Of course, this relies on a good choice for how we calculate the difference between y_model and y_data. In real applications, we will have multiple parameters and even multiple y’s and x’s that can all take different values. We may know how accurate our measures are of y and x, and this may even be happening over time. So our choice of how we calculate the difference is difficult and important.
Sampling routine
With this information, let’s look at the rejection sampling algorithm mentioned in the blog post:
- Pull a random value of the model parameter(s) from the prior distribution on the parameter(s)
- Obtain model evaluation using the parameters from step 1
- Compute the difference between simulation and data; reject if difference is too large
- Repeat
In the introduction blog, the Euclidean distance is used (sum squared difference between model and data); although other distance formulations may be more appropriate – [2] uses the ‘energy statistic’, which calculates the distance in multi-dimensional space. (Euclidean distance is better for lower dimensional spaces; so if you have many parameters to estimate, a different distance metric would work better.)
Example application
The blog post gives an example using the Lotka-Volterra equations. This is a standard model often used to illustrate methods, since it’s mathematically simple with complex dynamics.
The Lotka-Volterra model represents the back-and-forth between predator and prey in an ecological setting. The model has two variables (predator, prey) and four parameters (predator growth thanks to prey, and death; prey birth, and death due to predation). The dynamics oscillate as predators increase; run out of resources and drop; while prey increase, until resources are plentiful; etc. The model will always oscillate, although the shape of those oscillations depends on model parameters.
In this case, you may be able to imagine that a given species of predator and its prey might have generally true properties that parameters can describe. However, this is over generational time – seasons, competition, and other random effects might alter what that parameter value is specifically.

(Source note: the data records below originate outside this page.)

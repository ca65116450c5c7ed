//! Organization DTOs - Data Transfer Objects per organizzazioni e membri

use crate::entities::{MembershipRole, MembershipStatus, Organization, Session};
use chrono::{DateTime, Utc};
use serde::{Deserialize, Serialize};
use validator::Validate;

/// DTO per creare una nuova organizzazione (il creatore arriva dall'identità)
#[derive(Serialize, Deserialize, Debug, Clone, Validate)]
pub struct CreateOrganizationDTO {
    #[validate(length(min = 1, max = 255, message = "Organization name must be between 1 and 255 characters"))]
    pub name: String,
    #[serde(default)]
    #[validate(length(max = 2000, message = "Description is too long"))]
    pub description: String,
}

/// Parametri interni: organizzazione + fondatore
#[derive(Debug, Clone)]
pub struct NewOrganizationDTO {
    pub name: String,
    pub description: String,
    pub created_by: i64,
}

/// Organizzazione con la sessione in corso, se presente
#[derive(Serialize, Deserialize, Debug, Clone)]
pub struct OrganizationDTO {
    #[serde(flatten)]
    pub organization: Organization,
    pub current_session: Option<Session>,
}

/// Membership × Member, una riga per membro dell'organizzazione
#[derive(Serialize, Deserialize, Debug, Clone, PartialEq, sqlx::FromRow)]
pub struct OrganizationMemberDTO {
    pub membership_id: i64,
    pub member_id: i64,
    pub first_name: String,
    pub last_name: String,
    pub sex: String,
    pub phone: String,
    pub email: String,
    pub position: String,
    pub role: MembershipRole,
    pub status: MembershipStatus,
    pub joined: bool,
    pub joined_at: Option<DateTime<Utc>>,
}

/// DTO per creare una nuova membership
#[derive(Debug, Clone)]
pub struct CreateMembershipDTO {
    pub organization_id: i64,
    pub member_id: i64,
    pub role: MembershipRole,
    /// Founders join immediately; invitees wait for approval.
    pub joined: bool,
}
//! Membership & Invitation manager
//!
//! Owns the multi-table transitions of the membership ledger: founding an organization,
//! issuing invitations (at most one active per membership) and approving them.
//! Every write goes through [`Gateway::run_in_transaction`]; each step tags its failure
//! with a stable code.

use crate::core::{AppError, StepContext};
use crate::dtos::{
    CreateInvitationDTO, CreateMemberDTO, CreateMembershipDTO, CreateOrganizationDTO,
    InvitationDetailsDTO, IssuedInvitationDTO, NewOrganizationDTO, OrganizationMemberDTO,
};
use crate::entities::{Invitation, Member, Membership, MembershipRole, Organization};
use crate::repositories::{
    Create, Gateway, InvitationRepository, MemberRepository, MembershipRepository,
    OrganizationRepository, Read,
};
use chrono::{DateTime, Duration, Utc};
use sqlx::SqliteConnection;
use tracing::{debug, info, instrument, warn};

/// True once more than `window` has elapsed since `created_at`.
pub fn is_expired(created_at: DateTime<Utc>, now: DateTime<Utc>, window: Duration) -> bool {
    now.signed_duration_since(created_at) > window
}

#[derive(Clone, Debug)]
pub struct MembershipManager {
    gateway: Gateway,
    invitation_expiry: Duration,
}

impl MembershipManager {
    pub fn new(gateway: Gateway, invitation_expiry: Duration) -> Self {
        Self {
            gateway,
            invitation_expiry,
        }
    }

    /// Creates the organization and its founder's joined membership, or neither.
    #[instrument(skip(self, data), fields(name = %data.name))]
    pub async fn create_organization_with_founding_membership(
        &self,
        creator_id: i64,
        data: CreateOrganizationDTO,
    ) -> Result<Organization, AppError> {
        let name = data.name.trim().to_string();
        if name.is_empty() {
            return Err(AppError::bad_request("Organization name is required"));
        }
        if creator_id <= 0 {
            return Err(AppError::bad_request("Organization creator is not valid"));
        }

        let new_organization = NewOrganizationDTO {
            name,
            description: data.description,
            created_by: creator_id,
        };

        let organization: Organization = self
            .gateway
            .run_in_transaction(move |conn| {
                Box::pin(create_organization_tx(conn, new_organization.clone()))
            })
            .await?;

        info!("Organization {} founded by member {}", organization.id, creator_id);
        Ok(organization)
    }

    /// Ensures a pending membership exists, supersedes its active invitation and
    /// stores a new one carrying `token`.
    #[instrument(skip(self, token))]
    pub async fn issue_invitation(
        &self,
        member_id: i64,
        organization_id: i64,
        token: String,
    ) -> Result<IssuedInvitationDTO, AppError> {
        let issued: IssuedInvitationDTO = self
            .gateway
            .run_in_transaction(move |conn| {
                Box::pin(issue_invitation_tx(
                    conn,
                    member_id,
                    organization_id,
                    token.clone(),
                ))
            })
            .await?;

        info!(
            "Invitation {} issued for membership {}",
            issued.invitation.id, issued.membership.id
        );
        Ok(issued)
    }

    /// Consumes the invitation and marks its membership joined.
    ///
    /// A link that is unknown or already consumed fails with not-found, so a second
    /// approval never touches the membership again.
    #[instrument(skip(self, link))]
    pub async fn approve_invitation(&self, link: &str) -> Result<Membership, AppError> {
        let link = link.to_string();
        let membership: Membership = self
            .gateway
            .run_in_transaction(move |conn| Box::pin(approve_invitation_tx(conn, link.clone())))
            .await?;

        info!(
            "Member {} joined organization {}",
            membership.member_id, membership.organization_id
        );
        Ok(membership)
    }

    /// Invitation landing data. Rejects inactive or expired invitations and, when a
    /// caller is known, invitations addressed to someone else.
    #[instrument(skip(self, link, caller))]
    pub async fn get_invitation(
        &self,
        link: &str,
        caller: Option<&Member>,
    ) -> Result<InvitationDetailsDTO, AppError> {
        let mut conn = self.gateway.acquire().await?;
        let details = InvitationRepository::details_by_link(&mut *conn, link)
            .await
            .step("ERR_GINV_602", "Failed to load invitation")?
            .ok_or_else(|| {
                warn!("Invitation link does not exist");
                AppError::not_found("Invitation not found").with_code("ERR_GINV_601")
            })?;

        if let Some(caller) = caller {
            if !details.addressed_to(caller) {
                warn!("Member {} opened an invitation addressed to someone else", caller.id);
                return Err(AppError::forbidden("Invitation belongs to another member")
                    .with_code("ERR_GINV_606"));
            }
        }

        if !details.active {
            return Err(AppError::bad_request("Invitation is no longer active")
                .with_code("ERR_GINV_603"));
        }

        if is_expired(details.created_at, Utc::now(), self.invitation_expiry) {
            return Err(AppError::bad_request("Invitation has expired").with_code("ERR_GINV_604"));
        }

        Ok(details)
    }

    #[instrument(skip(self))]
    pub async fn organization(&self, organization_id: i64) -> Result<Organization, AppError> {
        let mut conn = self.gateway.acquire().await?;
        OrganizationRepository::read(&mut *conn, &organization_id)
            .await
            .step("ERR_GORG_01", "Failed to load organization")?
            .ok_or_else(|| AppError::not_found("Organization not found").with_code("ERR_GORG_02"))
    }

    #[instrument(skip(self))]
    pub async fn organizations_of_member(
        &self,
        member_id: i64,
    ) -> Result<Vec<Organization>, AppError> {
        let mut conn = self.gateway.acquire().await?;
        OrganizationRepository::find_many_by_member(&mut *conn, member_id)
            .await
            .step("ERR_LORG_01", "Failed to list organizations")
    }

    #[instrument(skip(self))]
    pub async fn members_of_organization(
        &self,
        organization_id: i64,
    ) -> Result<Vec<OrganizationMemberDTO>, AppError> {
        let mut conn = self.gateway.acquire().await?;
        MembershipRepository::members_of_organization(&mut *conn, organization_id)
            .await
            .step("ERR_LMBR_01", "Failed to list organization members")
    }

    pub async fn member(&self, member_id: i64) -> Result<Option<Member>, AppError> {
        let mut conn = self.gateway.acquire().await?;
        Ok(MemberRepository::read(&mut *conn, &member_id).await?)
    }

    pub async fn find_member(&self, phone: &str) -> Result<Option<Member>, AppError> {
        let mut conn = self.gateway.acquire().await?;
        Ok(MemberRepository::find_by_phone(&mut *conn, phone).await?)
    }

    /// Invitee lookup by phone, with a non-empty `email` as a second key.
    ///
    /// Both keys must name the same member (or none): an email that belongs to someone
    /// else is a conflict, never a match.
    pub async fn resolve_invitee(
        &self,
        phone: &str,
        email: Option<&str>,
    ) -> Result<Option<Member>, AppError> {
        let mut conn = self.gateway.acquire().await?;
        let by_phone = MemberRepository::find_by_phone(&mut *conn, phone).await?;

        let Some(email) = email.filter(|e| !e.is_empty()) else {
            return Ok(by_phone);
        };
        let by_email = MemberRepository::find_by_email(&mut *conn, email).await?;

        match by_email {
            None => Ok(by_phone),
            Some(other) if by_phone.as_ref().is_some_and(|m| m.id == other.id) => Ok(by_phone),
            Some(other) => {
                warn!(
                    "Email of the invitee belongs to member {}, not to the invited phone",
                    other.id
                );
                Err(AppError::conflict("Phone and email belong to different members")
                    .with_code("ERR_IMIO_508"))
            }
        }
    }

    pub async fn create_member(&self, data: &CreateMemberDTO) -> Result<Member, AppError> {
        let mut conn = self.gateway.acquire().await?;
        let member = MemberRepository::create(&mut *conn, data).await?;
        debug!("Member {} created", member.id);
        Ok(member)
    }

    pub async fn find_membership(
        &self,
        member_id: i64,
        organization_id: i64,
    ) -> Result<Option<Membership>, AppError> {
        let mut conn = self.gateway.acquire().await?;
        Ok(
            MembershipRepository::find_by_member_and_organization(
                &mut *conn,
                member_id,
                organization_id,
            )
            .await?,
        )
    }

    pub async fn active_invitation(
        &self,
        membership_id: i64,
    ) -> Result<Option<Invitation>, AppError> {
        let mut conn = self.gateway.acquire().await?;
        Ok(InvitationRepository::find_active_by_membership(&mut *conn, membership_id).await?)
    }

    pub async fn invitation_by_link(&self, link: &str) -> Result<Option<Invitation>, AppError> {
        let mut conn = self.gateway.acquire().await?;
        Ok(InvitationRepository::find_by_link(&mut *conn, link).await?)
    }
}

// ************************* UNITS OF WORK ************************* //

async fn create_organization_tx(
    conn: &mut SqliteConnection,
    data: NewOrganizationDTO,
) -> Result<Organization, AppError> {
    let organization = OrganizationRepository::create(conn, &data)
        .await
        .step("ERR_CRT_ORG_MBRSHP_01", "Failed to create organization")?;

    MembershipRepository::create(
        conn,
        &CreateMembershipDTO {
            organization_id: organization.id,
            member_id: data.created_by,
            role: MembershipRole::Owner,
            joined: true,
        },
    )
    .await
    .step("ERR_CRT_ORG_MBRSHP_02", "Failed to create founding membership")?;

    Ok(organization)
}

async fn issue_invitation_tx(
    conn: &mut SqliteConnection,
    member_id: i64,
    organization_id: i64,
    token: String,
) -> Result<IssuedInvitationDTO, AppError> {
    let organization = OrganizationRepository::read(conn, &organization_id)
        .await
        .step("ERR_CRT_INV_00", "Failed to load organization")?
        .ok_or_else(|| AppError::not_found("Organization not found").with_code("ERR_CRT_INV_00"))?;

    // 1. membership pendente (riusata se esiste già)
    let existing =
        MembershipRepository::find_by_member_and_organization(conn, member_id, organization_id)
            .await
            .step("ERR_CRT_INV_01", "Failed to look up membership")?;
    let membership = match existing {
        Some(membership) => membership,
        None => MembershipRepository::create(
            conn,
            &CreateMembershipDTO {
                organization_id,
                member_id,
                role: MembershipRole::Member,
                joined: false,
            },
        )
        .await
        .step("ERR_CRT_INV_01", "Failed to create membership")?,
    };

    // 2. disattiva l'invito precedente, se c'è
    let superseded = InvitationRepository::deactivate_for_membership(conn, membership.id)
        .await
        .step("ERR_CRT_INV_02", "Failed to deactivate previous invitation")?;
    if superseded > 0 {
        debug!("Superseded {} invitation(s) of membership {}", superseded, membership.id);
    }

    // 3. nuovo invito attivo
    let invitation = InvitationRepository::create(
        conn,
        &CreateInvitationDTO {
            link: token,
            membership_id: membership.id,
        },
    )
    .await
    .step("ERR_CRT_INV_03", "Failed to create invitation")?;

    Ok(IssuedInvitationDTO {
        organization,
        membership,
        invitation,
    })
}

async fn approve_invitation_tx(
    conn: &mut SqliteConnection,
    link: String,
) -> Result<Membership, AppError> {
    let membership_id = InvitationRepository::consume_by_link(conn, &link)
        .await
        .step("ERR_APR_ORG_INV_01", "Failed to close invitation")?
        .ok_or_else(|| {
            AppError::not_found("Invitation not found or already used")
                .with_code("ERR_APR_ORG_INV_01")
        })?;

    MembershipRepository::approve(conn, membership_id)
        .await
        .step("ERR_APR_ORG_INV_02", "Failed to approve membership")
}

#[cfg(test)]
mod tests {
    use super::*;

    #[test]
    fn expiry_is_strictly_after_the_window() {
        let created = Utc::now();
        let window = Duration::hours(24);
        assert!(!is_expired(created, created, window));
        assert!(!is_expired(created, created + window, window));
        assert!(is_expired(created, created + window + Duration::seconds(1), window));
    }
}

For example, if a prey is white and there is more snow than usual, then the parameter controlling successful prey capture might be lower for part of the simulation.
Estimating the distribution that the parameter comes from is useful and realistic; and we could use the variability of that distribution to compare this system to other predator-prey systems, obtaining additional biological inference.

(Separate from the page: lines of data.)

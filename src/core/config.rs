use dotenv::dotenv;
use std::env;
use std::str::FromStr;
use std::time::Duration;
use tracing::{info, warn};

const DEFAULT_JWT_SECRET: &str = "un segreto meno bello";
const DEFAULT_TOKEN_SECRET: &str = "un altro segreto meno bello";

/// Credentials and addressing for the WhatsApp Cloud API.
#[derive(Debug, Clone)]
pub struct WhatsAppConfig {
    pub api_base_url: String,
    pub api_version: String,
    pub phone_number_id: String,
    pub access_token: String,
    pub language: String,
}

#[derive(Debug, Clone)]
pub struct Config {
    pub database_url: String,
    pub jwt_secret: String,
    pub server_host: String,
    pub server_port: u16,
    pub max_connections: u32,
    pub app_env: String,
    /// Attempts per unit of work before a serialization conflict surfaces.
    pub tx_max_attempts: u32,
    pub invitation_expiry_hours: i64,
    pub invitation_token_secret: String,
    pub join_link_base_url: String,
    pub notification_timeout_secs: u64,
    pub invite_concurrency: usize,
    pub whatsapp: WhatsAppConfig,
}

impl Default for Config {
    fn default() -> Self {
        Self {
            database_url: "sqlite::memory:".to_string(),
            jwt_secret: DEFAULT_JWT_SECRET.to_string(),
            server_host: "127.0.0.1".to_string(),
            server_port: 3000,
            max_connections: 10,
            app_env: "development".to_string(),
            tx_max_attempts: 3,
            invitation_expiry_hours: 24,
            invitation_token_secret: DEFAULT_TOKEN_SECRET.to_string(),
            join_link_base_url: "https://tschwaa.com/join/".to_string(),
            notification_timeout_secs: 10,
            invite_concurrency: 16,
            whatsapp: WhatsAppConfig {
                api_base_url: "https://graph.facebook.com".to_string(),
                api_version: "v17.0".to_string(),
                phone_number_id: String::new(),
                access_token: String::new(),
                language: "fr".to_string(),
            },
        }
    }
}

/// Reads `key`, falling back to `default` when unset, and parses it.
fn parse_var<T: FromStr>(key: &str, default: T) -> Result<T, String> {
    match env::var(key) {
        Ok(raw) => raw
            .parse::<T>()
            .map_err(|_| format!("Invalid {}: cannot parse '{}'", key, raw)),
        Err(_) => Ok(default),
    }
}

impl Config {
    /// Carica la configurazione dalle variabili d'ambiente
    /// Chiama dotenv() automaticamente
    pub fn from_env() -> Result<Self, String> {
        dotenv().ok();
        let defaults = Config::default();

        let database_url = env::var("DATABASE_URL")
            .map_err(|_| "DATABASE_URL must be set in .env file".to_string())?;

        let jwt_secret = env::var("JWT_SECRET").unwrap_or_else(|_| {
            warn!("JWT_SECRET not set, using default (not secure for production!)");
            defaults.jwt_secret.clone()
        });

        let invitation_token_secret = env::var("INVITATION_TOKEN_SECRET").unwrap_or_else(|_| {
            warn!("INVITATION_TOKEN_SECRET not set, using default");
            defaults.invitation_token_secret.clone()
        });

        let server_host = env::var("SERVER_HOST").unwrap_or(defaults.server_host);
        let server_port = parse_var("SERVER_PORT", defaults.server_port)?;
        let max_connections = parse_var("MAX_DB_CONNECTIONS", defaults.max_connections)?;
        let app_env = env::var("APP_ENV").unwrap_or(defaults.app_env);

        let tx_max_attempts = parse_var("TX_MAX_ATTEMPTS", defaults.tx_max_attempts)?;
        if tx_max_attempts == 0 {
            return Err("Invalid TX_MAX_ATTEMPTS: must be at least 1".to_string());
        }

        let invitation_expiry_hours =
            parse_var("INVITATION_EXPIRY_HOURS", defaults.invitation_expiry_hours)?;
        let join_link_base_url =
            env::var("JOIN_LINK_BASE_URL").unwrap_or(defaults.join_link_base_url);
        let notification_timeout_secs =
            parse_var("NOTIFICATION_TIMEOUT_SECS", defaults.notification_timeout_secs)?;

        let invite_concurrency = parse_var("INVITE_CONCURRENCY", defaults.invite_concurrency)?;
        if invite_concurrency == 0 {
            return Err("Invalid INVITE_CONCURRENCY: must be at least 1".to_string());
        }

        let whatsapp = WhatsAppConfig {
            api_base_url: env::var("WHATSAPP_API_BASE_URL")
                .unwrap_or(defaults.whatsapp.api_base_url),
            api_version: env::var("WHATSAPP_API_VERSION").unwrap_or(defaults.whatsapp.api_version),
            phone_number_id: env::var("WHATSAPP_PHONE_NUMBER_ID").unwrap_or_default(),
            access_token: env::var("WHATSAPP_ACCESS_TOKEN").unwrap_or_default(),
            language: env::var("WHATSAPP_LANGUAGE").unwrap_or(defaults.whatsapp.language),
        };

        Ok(Config {
            database_url,
            jwt_secret,
            server_host,
            server_port,
            max_connections,
            app_env,
            tx_max_attempts,
            invitation_expiry_hours,
            invitation_token_secret,
            join_link_base_url,
            notification_timeout_secs,
            invite_concurrency,
            whatsapp,
        })
    }

    pub fn invitation_expiry(&self) -> chrono::Duration {
        chrono::Duration::hours(self.invitation_expiry_hours)
    }

    pub fn notification_timeout(&self) -> Duration {
        Duration::from_secs(self.notification_timeout_secs)
    }

    /// Logga la configurazione (nascondendo i segreti)
    pub fn print_info(&self) {
        info!("Server configuration:");
        info!("  Environment: {}", self.app_env);
        info!("  Server address: {}:{}", self.server_host, self.server_port);
        info!("  Database: {}", Self::mask_url(&self.database_url));
        info!("  Max DB connections: {}", self.max_connections);
        info!("  Transaction attempts: {}", self.tx_max_attempts);
        info!("  Invitation expiry: {}h", self.invitation_expiry_hours);
        info!("  Join links: {}<token>", self.join_link_base_url);
        info!(
            "  Notifications: timeout {}s, {} concurrent invites",
            self.notification_timeout_secs, self.invite_concurrency
        );
        info!(
            "  WhatsApp: {}/{} (token {})",
            self.whatsapp.api_base_url,
            self.whatsapp.api_version,
            if self.whatsapp.access_token.is_empty() {
                "missing"
            } else {
                "configured"
            }
        );
        if self.jwt_secret == DEFAULT_JWT_SECRET {
            warn!("  JWT secret: USING DEFAULT (INSECURE!)");
        } else {
            info!("  JWT secret: custom secret configured");
        }
    }

    /// Maschera l'URL del database per il logging
    fn mask_url(url: &str) -> String {
        if url.starts_with("sqlite:") {
            return url.to_string();
        }
        if let Some(at_pos) = url.find('@') {
            if let Some(scheme_end) = url.find("://") {
                let scheme = &url[..scheme_end + 3];
                let after_at = &url[at_pos..];
                return format!("{}***{}", scheme, after_at);
            }
        }
        "***".to_string()
    }
}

Simulation-based inference
The blog post provides some code for running the ABC algorithm with the Lotka-Volterra model by coding it yourself. This is one method to implementing ABC – some “pre-packaged” implementations will try to improve performance by approximating the likelihood as quickly as possible. Since we use the prior to randomly generate new parameter values, calculating the difference between model and data is the limiting step of ABC inference. Other methods to approximate the likelihood include using likelihood ratios (limits calculations, [2]); there are many other methods, including various datamining techniques such as neural networks [3]. I currently know of two packages for Python that use the likelihood-ratio method (sbi and delfi) – let me know if you are aware of other packages!
References:
- Nguyen H.D. (2019) An Introduction to Approximate Bayesian Computation. In: Nguyen H. (eds) Statistics and Data Science. RSSDS 2019. Communications in Computer and Information Science, vol 1150. Springer, Singapore. https://doi.org/10.1007/978-981-15-1960-4_7
- Hermans, J., Begy, V. & Louppe, G. Likelihood-free MCMC with Amortized Approximate Ratio Estimators. arXiv:1903.04057 [cs, stat] (2020).
- Cranmer, K., Brehmer, J. & Louppe, G. The frontier of simulation-based inference. Proc Natl Acad Sci USA117, 30055–30062 (2020).
More info:
- Heinemann, T. & Raue, A. Model calibration and uncertainty analysis in signaling networks. Current Opinion in Biotechnology39, 143–149 (2016).